You’ll need to start working on the process for hitting these deadlines right away, Dombi advises.
3. QAPI. How much work the new Quality Assurance Performance Improvement requirement presents will depend on the status of your current quality improvement programs. You might need to start a whole new program, or you might just need to adapt your existing QI process a bit, Markette offers.
CMS leaves many of the QAPI details — such as which personnel are involved (including physicians), the specific topics addressed, and even whether projects show gains — up to agencies. “The regulation … requires that performance improvement projects ... be focused on indicators related to improved health outcomes, patient safety, and qualityof care; focused on high risk, high volume, or problem-prone areas; and that the number and scope of distinct improvement projects conducted annually be reflective of the scope, complexity, and past performance of the HHA’s services and operations,” CMS notes in the rule. “To be more specific than these requirements would restrict the flexibility that HHAs need in order to effectively and efficiently comply with these requirements.”
4. HIPAA. CMS mentions in the rule that “Section 484.110(d), Protection of records, requires that HHAs must be in compliance with the HIPAA Privacy and Security rules... [T]his requirement establishes an appropriate expectation of security in the maintenance of patient data, and the systems used to collect and analyze it.”
“I don’t understand why requirements to comply with HIPAA are now included in the CoPs,” protests Washington, D.C.-based healthcare attorney Elizabeth Hogue. “Does this mean that surveyors will survey for HIPAA compliance?”

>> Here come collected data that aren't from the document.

//! HTTP(S) range source
//!
//! A batch of ranges is one GET with a multi-range `Range` header. Servers
//! answer with a single `206` part, a `206 multipart/byteranges` body, or a
//! plain `200` with the whole file; all three are reduced to one payload per
//! requested range, in request order.

use super::{FetchedRange, RangeSource};
use crate::config::Config;
use crate::delta::DataRange;
use crate::error::{Error, Result};
use crate::retry::{with_retry_sync, RetryConfig};
use bytes::Bytes;
use reqwest::blocking::{Client, Response};
use reqwest::header::{ACCEPT_ENCODING, CONTENT_RANGE, CONTENT_TYPE, RANGE};
use reqwest::StatusCode;
use std::io::Write;
use std::path::PathBuf;
use url::Url;

/// Fetches target ranges from a web server
pub struct HttpSource {
    client: Client,
    url: Url,
    retry: RetryConfig,
    /// Basic authentication user and optional password
    credentials: Option<(String, Option<String>)>,
    /// Whole target, kept once the server has ignored a `Range` header
    whole_body: Option<Bytes>,
    bytes_received: u64,
    requests: usize,
}

/// A byte range the server sent back, before matching to requests
#[derive(Debug, Clone, PartialEq, Eq)]
struct ServedPart {
    range: DataRange,
    data: Bytes,
}

impl ServedPart {
    /// The whole file as a single part starting at offset zero
    fn whole(body: Bytes) -> Self {
        Self {
            range: DataRange::new(0, body.len() as u64),
            data: body,
        }
    }
}

/// How the server answered a ranged request
enum RangeReply {
    /// `206`, one part per served range
    Partial(Vec<ServedPart>),
    /// `200`, the `Range` header was ignored
    Whole(Bytes),
}

impl HttpSource {
    /// Create a source for `url` using the HTTP settings in `config`
    pub fn new(url: Url, config: &Config) -> Result<Self> {
        let mut builder = Client::builder().user_agent(config.user_agent.clone());
        if let Some(timeout) = config.http_timeout() {
            builder = builder.timeout(timeout);
        }
        let client = builder.build()?;

        Ok(Self {
            client,
            url,
            retry: RetryConfig::from(config),
            credentials: config.http_credentials(),
            whole_body: None,
            bytes_received: 0,
            requests: 0,
        })
    }

    /// Override the retry policy
    pub fn with_retry(mut self, retry: RetryConfig) -> Self {
        self.retry = retry;
        self
    }

    /// Fetch the whole resource into memory (recipes and other small documents)
    pub fn fetch_all(&mut self) -> Result<Bytes> {
        let mut attempts = 0usize;
        let body = with_retry_sync(&self.retry, || {
            attempts += 1;
            let response = self.send(None)?;
            Ok(response.bytes()?)
        })?;
        self.requests += attempts;
        self.bytes_received += body.len() as u64;
        Ok(body)
    }

    /// Send one GET, optionally with a `Range` header, and check the status
    fn send(&self, range_header: Option<&str>) -> Result<Response> {
        let mut request = self
            .client
            .get(self.url.clone())
            .header(ACCEPT_ENCODING, "identity");
        if let Some((user, password)) = &self.credentials {
            request = request.basic_auth(user, password.as_ref());
        }
        if let Some(value) = range_header {
            request = request.header(RANGE, value);
        }

        let response = request.send()?;
        let status = response.status();
        if status.is_success() {
            return Ok(response);
        }

        match status {
            StatusCode::NOT_FOUND | StatusCode::GONE => Err(Error::NotFound {
                path: PathBuf::from(self.url.as_str()),
            }),
            StatusCode::TOO_MANY_REQUESTS => Err(Error::network(format!(
                "{} answered {}",
                self.url, status
            ))),
            s if s.is_server_error() => Err(Error::network(format!(
                "{} answered {}",
                self.url, status
            ))),
            _ => Err(Error::malformed(format!(
                "{} answered {}",
                self.url, status
            ))),
        }
    }

    /// One ranged request, returning what the server chose to send
    fn request_parts(&self, ranges: &[DataRange]) -> Result<(RangeReply, u64)> {
        let header = range_header(ranges);
        let response = self.send(Some(&header))?;
        let status = response.status();
        let content_type = header_str(&response, CONTENT_TYPE.as_str());
        let content_range = header_str(&response, CONTENT_RANGE.as_str());
        let body = response.bytes()?;
        let received = body.len() as u64;

        if status != StatusCode::PARTIAL_CONTENT {
            return Ok((RangeReply::Whole(body), received));
        }

        let parts = match content_type.as_deref().and_then(multipart_boundary) {
            Some(boundary) => parse_multipart(&body, &boundary)?,
            None => {
                let value = content_range
                    .ok_or_else(|| Error::malformed("206 response without Content-Range"))?;
                let (range, _total) = parse_content_range(&value)?;
                if body.len() as u64 != range.len() {
                    return Err(Error::malformed(format!(
                        "Content-Range {} but {} body bytes",
                        value,
                        body.len()
                    )));
                }
                vec![ServedPart { range, data: body }]
            }
        };

        Ok((RangeReply::Partial(parts), received))
    }
}

impl RangeSource for HttpSource {
    fn fetch_ranges(&mut self, ranges: &[DataRange]) -> Result<Vec<FetchedRange>> {
        if ranges.is_empty() {
            return Ok(Vec::new());
        }
        if let Some(body) = &self.whole_body {
            return select_ranges(ranges, &[ServedPart::whole(body.clone())]);
        }

        let mut attempts = 0usize;
        let (reply, received) = with_retry_sync(&self.retry, || {
            attempts += 1;
            self.request_parts(ranges)
        })?;
        self.requests += attempts;
        self.bytes_received += received;

        let parts = match reply {
            RangeReply::Partial(parts) => parts,
            RangeReply::Whole(body) => {
                tracing::info!(
                    url = %self.url,
                    bytes = body.len(),
                    "Server ignored Range header, serving remaining ranges from the full body"
                );
                self.whole_body = Some(body.clone());
                vec![ServedPart::whole(body)]
            }
        };

        tracing::debug!(
            url = %self.url,
            ranges = ranges.len(),
            parts = parts.len(),
            received,
            "Fetched range batch"
        );

        select_ranges(ranges, &parts)
    }

    fn fetch_whole(&mut self, mut out: &mut dyn Write) -> Result<u64> {
        let mut attempts = 0usize;
        let mut response = with_retry_sync(&self.retry, || {
            attempts += 1;
            self.send(None)
        })?;
        self.requests += attempts;

        let copied = response.copy_to(&mut out)?;
        self.bytes_received += copied;

        tracing::debug!(url = %self.url, bytes = copied, "Fetched whole file");
        Ok(copied)
    }

    fn bytes_received(&self) -> u64 {
        self.bytes_received
    }

    fn requests(&self) -> usize {
        self.requests
    }
}

fn header_str(response: &Response, name: &str) -> Option<String> {
    response
        .headers()
        .get(name)
        .and_then(|v| v.to_str().ok())
        .map(str::to_string)
}

/// `bytes=a-b,c-d` for the given ranges
fn range_header(ranges: &[DataRange]) -> String {
    let specs: Vec<String> = ranges.iter().map(DataRange::header_spec).collect();
    format!("bytes={}", specs.join(","))
}

/// Cut each requested range out of whichever served part covers it
fn select_ranges(requested: &[DataRange], parts: &[ServedPart]) -> Result<Vec<FetchedRange>> {
    requested
        .iter()
        .map(|&range| {
            let part = parts
                .iter()
                .find(|p| p.range.start <= range.start && range.end <= p.range.end)
                .ok_or_else(|| {
                    Error::malformed(format!("response does not cover range {}", range))
                })?;
            let offset = (range.start - part.range.start) as usize;
            let data = part.data.slice(offset..offset + range.len() as usize);
            Ok(FetchedRange::new(range, data))
        })
        .collect()
}

/// Boundary parameter of a `multipart/byteranges` content type
fn multipart_boundary(content_type: &str) -> Option<String> {
    let mut params = content_type.split(';');
    let mime = params.next()?.trim();
    if !mime.eq_ignore_ascii_case("multipart/byteranges") {
        return None;
    }
    params.find_map(|param| {
        let (name, value) = param.split_once('=')?;
        name.trim()
            .eq_ignore_ascii_case("boundary")
            .then(|| value.trim().trim_matches('"').to_string())
    })
}

/// Parse `bytes start-end/total` into a half-open range and optional total
fn parse_content_range(value: &str) -> Result<(DataRange, Option<u64>)> {
    let invalid = || Error::malformed(format!("invalid Content-Range: {}", value));

    let value = value.trim();
    let (unit, spec) = value.split_once(char::is_whitespace).ok_or_else(invalid)?;
    if !unit.eq_ignore_ascii_case("bytes") {
        return Err(invalid());
    }

    let (range_part, total_part) = spec.trim().split_once('/').ok_or_else(invalid)?;
    let total = match total_part {
        "*" => None,
        t => Some(t.parse::<u64>().map_err(|_| invalid())?),
    };

    let (start, end) = range_part.split_once('-').ok_or_else(invalid)?;
    let start: u64 = start.parse().map_err(|_| invalid())?;
    let end: u64 = end.parse().map_err(|_| invalid())?;
    if end < start || total.is_some_and(|t| end >= t) {
        return Err(invalid());
    }

    Ok((DataRange::new(start, end + 1), total))
}

fn find(haystack: &[u8], needle: &[u8]) -> Option<usize> {
    haystack.windows(needle.len()).position(|w| w == needle)
}

/// Split a `multipart/byteranges` body into its parts.
///
/// Part data is taken by the length its `Content-Range` declares, so binary
/// content that happens to contain the boundary string is handled.
fn parse_multipart(body: &Bytes, boundary: &str) -> Result<Vec<ServedPart>> {
    let delimiter = format!("--{}", boundary).into_bytes();
    let mut parts = Vec::new();
    let mut pos = 0;

    loop {
        let at = find(&body[pos..], &delimiter)
            .ok_or_else(|| Error::malformed("multipart body missing closing boundary"))?;
        pos += at + delimiter.len();

        if body[pos..].starts_with(b"--") {
            break;
        }

        let header_len = find(&body[pos..], b"\r\n\r\n")
            .ok_or_else(|| Error::malformed("multipart part without header terminator"))?;
        let headers = std::str::from_utf8(&body[pos..pos + header_len])
            .map_err(|_| Error::malformed("multipart part headers are not UTF-8"))?;

        let content_range = headers
            .lines()
            .find_map(|line| {
                let (name, value) = line.split_once(':')?;
                name.trim()
                    .eq_ignore_ascii_case("content-range")
                    .then(|| value.trim())
            })
            .ok_or_else(|| Error::malformed("multipart part without Content-Range"))?;
        let (range, _total) = parse_content_range(content_range)?;

        let data_start = pos + header_len + 4;
        let data_end = data_start
            .checked_add(range.len() as usize)
            .filter(|&end| end <= body.len())
            .ok_or_else(|| Error::malformed(format!("multipart part {} truncated", range)))?;

        parts.push(ServedPart {
            range,
            data: body.slice(data_start..data_end),
        });
        pos = data_end;
    }

    if parts.is_empty() {
        return Err(Error::malformed("multipart body has no parts"));
    }
    Ok(parts)
}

5. Infection control. This new CoP will affect every member of your visiting staff. “In-fection prevention and control” at §484.70 contains three standards: (1) Prevention, (2) Control, and (3) Education, CMS says in the rule. HHAs must follow infection prevention and control best practices, and maintain a coordinated agency-wide program for the surveillance, identification, prevention, control, and investigation of infectious and communicable diseases.
The program must be “an integral part of the agency’s QAPI program,” CMS adds. HHAs also must provide education on “current best practices” to staff, patients, and caregivers, the rule says. This is another area where you should start preparing immediately, Dombi recommends.
6. The regulation’s scope. The sheer size of the Conditions of Participation final rule, and its myriad of changes, will present HHAs with a serious compliance challenge.
This may be particularly true because, in the rule, CMS pushes through a number of “substantive” changes that it presents as “minor,” Markette worries. For multiple provisions, CMS states that it will waive formal rulemaking (along with its notice and comment periods).
For example: “Revised 484.110(e) now requires access to the patient’s clinical record in a specific period of time,” Markette offers — at the next home visit or within four business days (see box, p. 20). “The proposed time frame is much shorter than the time frames provided under HIPAA,” he says. “We have always followed HIPAA unless state law was more stringent. Now, the CoPs are changing our responsibilities.”
Bottom line: “This is a surprising and substantive change,” Markette judges.